■ The input
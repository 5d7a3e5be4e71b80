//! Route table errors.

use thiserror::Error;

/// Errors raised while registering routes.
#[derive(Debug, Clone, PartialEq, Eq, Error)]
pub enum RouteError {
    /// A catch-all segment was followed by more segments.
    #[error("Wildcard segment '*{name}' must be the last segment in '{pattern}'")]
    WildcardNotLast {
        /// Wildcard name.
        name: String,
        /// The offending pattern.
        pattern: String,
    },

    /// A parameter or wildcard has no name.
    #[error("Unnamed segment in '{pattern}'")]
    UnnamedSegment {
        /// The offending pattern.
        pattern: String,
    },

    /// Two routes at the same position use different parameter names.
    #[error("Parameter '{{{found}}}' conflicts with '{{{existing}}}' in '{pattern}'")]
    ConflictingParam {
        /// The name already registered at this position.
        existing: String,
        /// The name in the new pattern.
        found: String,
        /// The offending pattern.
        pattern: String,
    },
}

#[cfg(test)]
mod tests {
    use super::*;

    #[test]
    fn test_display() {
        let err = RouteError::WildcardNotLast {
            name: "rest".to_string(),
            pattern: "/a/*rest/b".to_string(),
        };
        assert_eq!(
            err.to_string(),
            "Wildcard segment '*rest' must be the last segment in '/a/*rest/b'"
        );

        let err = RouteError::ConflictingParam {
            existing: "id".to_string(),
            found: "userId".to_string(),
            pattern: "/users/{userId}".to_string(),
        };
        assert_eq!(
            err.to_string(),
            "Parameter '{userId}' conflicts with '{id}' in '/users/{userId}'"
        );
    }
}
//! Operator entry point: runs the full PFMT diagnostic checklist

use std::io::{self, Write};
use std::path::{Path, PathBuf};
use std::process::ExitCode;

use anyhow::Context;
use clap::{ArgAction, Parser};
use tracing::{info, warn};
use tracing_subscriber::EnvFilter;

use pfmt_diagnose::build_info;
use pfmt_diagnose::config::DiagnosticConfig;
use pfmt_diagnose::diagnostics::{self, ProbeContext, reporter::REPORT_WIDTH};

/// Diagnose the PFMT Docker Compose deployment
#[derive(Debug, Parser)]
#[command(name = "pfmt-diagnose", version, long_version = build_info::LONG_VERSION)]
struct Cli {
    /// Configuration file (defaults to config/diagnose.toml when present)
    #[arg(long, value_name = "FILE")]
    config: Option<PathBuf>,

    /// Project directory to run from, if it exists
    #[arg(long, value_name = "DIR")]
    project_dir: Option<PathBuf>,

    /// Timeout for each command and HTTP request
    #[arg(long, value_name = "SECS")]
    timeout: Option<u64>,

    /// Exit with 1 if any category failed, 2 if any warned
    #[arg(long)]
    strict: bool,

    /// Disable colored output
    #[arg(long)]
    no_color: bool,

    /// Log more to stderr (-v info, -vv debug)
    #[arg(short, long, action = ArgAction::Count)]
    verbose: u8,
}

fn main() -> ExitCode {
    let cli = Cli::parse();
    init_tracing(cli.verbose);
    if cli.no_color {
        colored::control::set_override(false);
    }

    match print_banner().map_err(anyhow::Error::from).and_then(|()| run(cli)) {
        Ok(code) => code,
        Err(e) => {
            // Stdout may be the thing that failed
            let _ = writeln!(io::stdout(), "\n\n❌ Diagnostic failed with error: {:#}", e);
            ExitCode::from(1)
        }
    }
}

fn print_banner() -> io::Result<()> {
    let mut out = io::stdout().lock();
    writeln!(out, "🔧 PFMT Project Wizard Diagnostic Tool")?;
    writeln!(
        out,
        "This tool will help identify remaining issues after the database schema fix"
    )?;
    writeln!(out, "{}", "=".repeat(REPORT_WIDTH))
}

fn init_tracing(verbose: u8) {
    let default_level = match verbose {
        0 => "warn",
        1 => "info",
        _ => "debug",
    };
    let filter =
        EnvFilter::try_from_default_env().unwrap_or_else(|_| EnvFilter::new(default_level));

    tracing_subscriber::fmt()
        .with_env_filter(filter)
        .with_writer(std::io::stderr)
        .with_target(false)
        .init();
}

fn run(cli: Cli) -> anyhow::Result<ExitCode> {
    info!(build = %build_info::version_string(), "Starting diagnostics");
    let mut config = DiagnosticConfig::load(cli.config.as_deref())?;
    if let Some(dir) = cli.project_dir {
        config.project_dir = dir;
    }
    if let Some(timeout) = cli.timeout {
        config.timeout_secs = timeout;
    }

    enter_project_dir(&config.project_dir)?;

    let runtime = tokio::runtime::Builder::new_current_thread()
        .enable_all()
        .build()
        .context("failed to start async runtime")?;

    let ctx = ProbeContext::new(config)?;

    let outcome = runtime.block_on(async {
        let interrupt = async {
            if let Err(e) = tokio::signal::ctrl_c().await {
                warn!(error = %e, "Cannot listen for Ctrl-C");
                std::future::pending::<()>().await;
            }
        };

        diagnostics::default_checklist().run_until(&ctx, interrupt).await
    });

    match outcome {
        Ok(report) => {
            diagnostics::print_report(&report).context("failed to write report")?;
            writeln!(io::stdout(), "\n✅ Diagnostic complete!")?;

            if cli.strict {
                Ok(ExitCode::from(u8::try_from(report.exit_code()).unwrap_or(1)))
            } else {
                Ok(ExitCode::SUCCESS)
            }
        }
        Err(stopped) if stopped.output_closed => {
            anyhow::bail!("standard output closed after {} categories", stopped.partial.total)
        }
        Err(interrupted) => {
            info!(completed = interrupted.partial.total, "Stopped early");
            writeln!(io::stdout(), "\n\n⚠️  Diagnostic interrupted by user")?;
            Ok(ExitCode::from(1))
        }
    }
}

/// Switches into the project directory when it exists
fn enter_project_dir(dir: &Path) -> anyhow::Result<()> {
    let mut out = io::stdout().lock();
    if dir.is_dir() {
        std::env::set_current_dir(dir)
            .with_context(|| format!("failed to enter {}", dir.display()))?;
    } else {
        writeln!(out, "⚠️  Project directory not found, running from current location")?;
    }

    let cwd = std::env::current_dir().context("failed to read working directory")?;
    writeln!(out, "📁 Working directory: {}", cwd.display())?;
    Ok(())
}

■ Requirement
Above are some records; copy each line there that contains "existing".

■ Response to the task
    #[error("Parameter '{{{found}}}' conflicts with '{{{existing}}}' in '{pattern}'")]
        existing: String,
            existing: "id".to_string(),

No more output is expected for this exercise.